▶ Task to carry out
So that the copy matches the original, write out every entry exactly.

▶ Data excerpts
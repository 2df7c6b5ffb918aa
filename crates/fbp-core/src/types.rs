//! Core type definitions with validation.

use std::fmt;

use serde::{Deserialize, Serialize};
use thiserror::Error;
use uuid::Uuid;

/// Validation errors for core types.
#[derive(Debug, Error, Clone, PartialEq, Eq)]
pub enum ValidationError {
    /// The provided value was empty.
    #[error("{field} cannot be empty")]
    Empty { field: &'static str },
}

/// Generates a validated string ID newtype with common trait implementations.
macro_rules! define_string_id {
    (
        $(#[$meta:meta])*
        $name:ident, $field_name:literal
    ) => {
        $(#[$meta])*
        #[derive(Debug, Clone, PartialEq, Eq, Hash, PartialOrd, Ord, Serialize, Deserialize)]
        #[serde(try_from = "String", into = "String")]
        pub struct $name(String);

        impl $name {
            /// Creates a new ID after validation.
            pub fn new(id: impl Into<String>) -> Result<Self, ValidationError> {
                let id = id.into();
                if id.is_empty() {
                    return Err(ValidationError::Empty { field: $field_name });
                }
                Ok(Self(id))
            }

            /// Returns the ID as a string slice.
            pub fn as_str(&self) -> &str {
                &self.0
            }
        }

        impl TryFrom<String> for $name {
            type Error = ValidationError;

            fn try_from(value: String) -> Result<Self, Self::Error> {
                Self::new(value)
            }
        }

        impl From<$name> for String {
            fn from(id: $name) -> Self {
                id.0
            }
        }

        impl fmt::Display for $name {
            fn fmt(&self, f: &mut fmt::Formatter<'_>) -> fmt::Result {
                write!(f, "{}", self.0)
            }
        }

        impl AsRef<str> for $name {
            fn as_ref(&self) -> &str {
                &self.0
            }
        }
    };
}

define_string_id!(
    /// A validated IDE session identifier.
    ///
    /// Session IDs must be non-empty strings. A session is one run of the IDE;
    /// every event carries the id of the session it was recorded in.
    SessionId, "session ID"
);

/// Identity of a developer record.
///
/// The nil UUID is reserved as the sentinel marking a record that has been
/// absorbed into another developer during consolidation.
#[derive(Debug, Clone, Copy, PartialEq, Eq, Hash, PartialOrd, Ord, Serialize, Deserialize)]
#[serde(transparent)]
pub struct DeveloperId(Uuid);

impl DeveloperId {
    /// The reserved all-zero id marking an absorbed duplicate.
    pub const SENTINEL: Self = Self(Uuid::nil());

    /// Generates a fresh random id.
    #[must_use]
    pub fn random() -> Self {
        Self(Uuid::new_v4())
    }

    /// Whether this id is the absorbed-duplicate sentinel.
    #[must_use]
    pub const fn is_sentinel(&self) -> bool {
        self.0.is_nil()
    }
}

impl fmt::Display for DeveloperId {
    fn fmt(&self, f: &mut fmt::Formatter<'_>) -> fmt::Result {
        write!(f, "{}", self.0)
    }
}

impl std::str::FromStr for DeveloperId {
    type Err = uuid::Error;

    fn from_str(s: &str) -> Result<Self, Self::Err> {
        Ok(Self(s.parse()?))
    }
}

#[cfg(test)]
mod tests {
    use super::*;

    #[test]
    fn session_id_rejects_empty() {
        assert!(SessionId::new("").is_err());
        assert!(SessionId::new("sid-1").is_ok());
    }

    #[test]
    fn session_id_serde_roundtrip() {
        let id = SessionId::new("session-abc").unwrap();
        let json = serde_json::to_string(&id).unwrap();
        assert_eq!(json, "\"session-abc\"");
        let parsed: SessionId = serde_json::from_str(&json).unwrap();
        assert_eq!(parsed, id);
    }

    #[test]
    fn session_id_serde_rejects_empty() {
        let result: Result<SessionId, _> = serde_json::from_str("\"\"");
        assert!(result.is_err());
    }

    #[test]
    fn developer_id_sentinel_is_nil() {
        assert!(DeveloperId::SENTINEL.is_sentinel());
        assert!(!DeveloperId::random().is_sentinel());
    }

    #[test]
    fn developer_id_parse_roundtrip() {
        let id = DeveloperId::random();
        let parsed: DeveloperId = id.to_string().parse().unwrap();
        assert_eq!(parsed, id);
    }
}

▶ Written response
repository 2df7c6b5ffb918aa
filename crates/fbp-core/src/types.rs
//! Core type definitions with validation.

use std::fmt;

use serde::{Deserialize, Serialize};
use thiserror::Error;
use uuid::Uuid;

/// Validation errors for core types.
#[derive(Debug, Error, Clone, PartialEq, Eq)]
pub enum ValidationError {
    /// The provided value was empty.
    #[error("{field} cannot be empty")]
    Empty { field: &'static str },
}

/// Generates a validated string ID newtype with common trait implementations.
macro_rules! define_string_id {
    (
        $(#[$meta:meta])*
        $name:ident, $field_name:literal
    ) => {
        $(#[$meta])*
        #[derive(Debug, Clone, PartialEq, Eq, Hash, PartialOrd, Ord, Serialize, Deserialize)]
        #[serde(try_from = "String", into = "String")]
        pub struct $name(String);

        impl $name {
            /// Creates a new ID after validation.
            pub fn new(id: impl Into<String>) -> Result<Self, ValidationError> {
                let id = id.into();
                if id.is_empty() {
                    return Err(ValidationError::Empty { field: $field_name });
                }
                Ok(Self(id))
            }

            /// Returns the ID as a string slice.
            pub fn as_str(&self) -> &str {
                &self.0
            }
        }

        impl TryFrom<String> for $name {
            type Error = ValidationError;

            fn try_from(value: String) -> Result<Self, Self::Error> {
                Self::new(value)
            }
        }

        impl From<$name> for String {
            fn from(id: $name) -> Self {
                id.0
            }
        }

        impl fmt::Display for $name {
            fn fmt(&self, f: &mut fmt::Formatter<'_>) -> fmt::Result {
                write!(f, "{}", self.0)
            }
        }

        impl AsRef<str> for $name {
            fn as_ref(&self) -> &str {
                &self.0
            }
        }
    };
}

define_string_id!(
    /// A validated IDE session identifier.
    ///
    /// Session IDs must be non-empty strings. A session is one run of the IDE;
    /// every event carries the id of the session it was recorded in.
    SessionId, "session ID"
);

/// Identity of a developer record.
///
/// The nil UUID is reserved as the sentinel marking a record that has been
/// absorbed into another developer during consolidation.
#[derive(Debug, Clone, Copy, PartialEq, Eq, Hash, PartialOrd, Ord, Serialize, Deserialize)]
#[serde(transparent)]
pub struct DeveloperId(Uuid);

impl DeveloperId {
    /// The reserved all-zero id marking an absorbed duplicate.
    pub const SENTINEL: Self = Self(Uuid::nil());

    /// Generates a fresh random id.
    #[must_use]
    pub fn random() -> Self {
        Self(Uuid::new_v4())
    }

    /// Whether this id is the absorbed-duplicate sentinel.
    #[must_use]
    pub const fn is_sentinel(&self) -> bool {
        self.0.is_nil()
    }
}

impl fmt::Display for DeveloperId {
    fn fmt(&self, f: &mut fmt::Formatter<'_>) -> fmt::Result {
        write!(f, "{}", self.0)
    }
}

impl std::str::FromStr for DeveloperId {
    type Err = uuid::Error;

    fn from_str(s: &str) -> Result<Self, Self::Err> {
        Ok(Self(s.parse()?))
    }
}

#[cfg(test)]
mod tests {
    use super::*;

    #[test]
    fn session_id_rejects_empty() {
        assert!(SessionId::new("").is_err());
        assert!(SessionId::new("sid-1").is_ok());
    }

    #[test]
    fn session_id_serde_roundtrip() {
        let id = SessionId::new("session-abc").unwrap();
        let json = serde_json::to_string(&id).unwrap();
        assert_eq!(json, "\"session-abc\"");
        let parsed: SessionId = serde_json::from_str(&json).unwrap();
        assert_eq!(parsed, id);
    }

    #[test]
    fn session_id_serde_rejects_empty() {
        let result: Result<SessionId, _> = serde_json::from_str("\"\"");
        assert!(result.is_err());
    }

    #[test]
    fn developer_id_sentinel_is_nil() {
        assert!(DeveloperId::SENTINEL.is_sentinel());
        assert!(!DeveloperId::random().is_sentinel());
    }

    #[test]
    fn developer_id_parse_roundtrip() {
        let id = DeveloperId::random();
        let parsed: DeveloperId = id.to_string().parse().unwrap();
        assert_eq!(parsed, id);
    }
}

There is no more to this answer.